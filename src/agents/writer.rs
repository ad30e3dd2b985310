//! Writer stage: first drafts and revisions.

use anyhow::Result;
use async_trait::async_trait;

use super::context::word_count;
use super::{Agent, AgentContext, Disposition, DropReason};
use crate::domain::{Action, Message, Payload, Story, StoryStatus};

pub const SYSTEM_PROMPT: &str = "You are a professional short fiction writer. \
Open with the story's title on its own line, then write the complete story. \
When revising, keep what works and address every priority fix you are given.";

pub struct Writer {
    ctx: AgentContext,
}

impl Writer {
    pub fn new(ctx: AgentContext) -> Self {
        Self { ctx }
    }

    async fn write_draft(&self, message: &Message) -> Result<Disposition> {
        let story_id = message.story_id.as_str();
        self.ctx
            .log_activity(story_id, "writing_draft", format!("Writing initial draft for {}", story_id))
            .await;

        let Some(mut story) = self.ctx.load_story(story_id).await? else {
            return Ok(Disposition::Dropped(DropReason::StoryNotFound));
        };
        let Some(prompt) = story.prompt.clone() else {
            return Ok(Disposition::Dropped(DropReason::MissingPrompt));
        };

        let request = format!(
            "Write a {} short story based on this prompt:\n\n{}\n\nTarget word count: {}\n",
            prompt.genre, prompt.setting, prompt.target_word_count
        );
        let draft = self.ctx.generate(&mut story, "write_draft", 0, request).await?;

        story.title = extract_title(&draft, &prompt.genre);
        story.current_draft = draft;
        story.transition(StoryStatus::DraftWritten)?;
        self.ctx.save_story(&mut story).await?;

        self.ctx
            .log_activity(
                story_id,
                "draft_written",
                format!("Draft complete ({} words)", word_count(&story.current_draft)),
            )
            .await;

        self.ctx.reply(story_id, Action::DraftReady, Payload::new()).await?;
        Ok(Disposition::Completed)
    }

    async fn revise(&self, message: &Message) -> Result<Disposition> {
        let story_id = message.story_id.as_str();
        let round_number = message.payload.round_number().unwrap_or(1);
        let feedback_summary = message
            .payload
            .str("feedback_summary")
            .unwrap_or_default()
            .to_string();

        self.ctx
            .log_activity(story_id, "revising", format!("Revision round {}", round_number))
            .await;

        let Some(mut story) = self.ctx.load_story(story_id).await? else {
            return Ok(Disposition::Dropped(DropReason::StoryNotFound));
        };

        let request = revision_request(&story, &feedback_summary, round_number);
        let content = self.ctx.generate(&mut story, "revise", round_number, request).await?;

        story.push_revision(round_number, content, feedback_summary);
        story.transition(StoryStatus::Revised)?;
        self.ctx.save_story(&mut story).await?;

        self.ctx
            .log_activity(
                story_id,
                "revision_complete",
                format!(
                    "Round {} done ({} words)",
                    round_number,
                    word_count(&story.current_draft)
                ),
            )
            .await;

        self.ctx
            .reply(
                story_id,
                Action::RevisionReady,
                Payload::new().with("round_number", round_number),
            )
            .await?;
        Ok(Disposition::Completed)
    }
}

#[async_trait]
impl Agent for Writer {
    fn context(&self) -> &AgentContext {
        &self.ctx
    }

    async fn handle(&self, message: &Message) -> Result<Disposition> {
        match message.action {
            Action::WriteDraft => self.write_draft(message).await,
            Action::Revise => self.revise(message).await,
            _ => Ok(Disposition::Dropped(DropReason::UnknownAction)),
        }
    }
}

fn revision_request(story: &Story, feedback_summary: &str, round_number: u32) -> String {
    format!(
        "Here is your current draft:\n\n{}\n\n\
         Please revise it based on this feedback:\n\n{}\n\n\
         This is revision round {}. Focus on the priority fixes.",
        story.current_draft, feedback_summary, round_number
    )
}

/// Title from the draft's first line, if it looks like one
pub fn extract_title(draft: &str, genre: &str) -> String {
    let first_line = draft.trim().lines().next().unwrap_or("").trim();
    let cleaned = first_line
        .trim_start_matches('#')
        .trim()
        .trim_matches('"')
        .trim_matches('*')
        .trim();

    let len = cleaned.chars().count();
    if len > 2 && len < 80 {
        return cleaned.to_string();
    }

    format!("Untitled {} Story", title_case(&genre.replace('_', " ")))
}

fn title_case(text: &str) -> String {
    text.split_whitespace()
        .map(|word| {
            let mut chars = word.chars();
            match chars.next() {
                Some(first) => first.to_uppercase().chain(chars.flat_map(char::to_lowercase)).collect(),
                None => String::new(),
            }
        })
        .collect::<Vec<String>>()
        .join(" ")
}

EXERCISE BRIEF: Check each line of the records for the string "AgentContext" and copy those that have it.

TASK RESULT:
use super::{Agent, AgentContext, Disposition, DropReason};
    ctx: AgentContext,
    pub fn new(ctx: AgentContext) -> Self {
    fn context(&self) -> &AgentContext {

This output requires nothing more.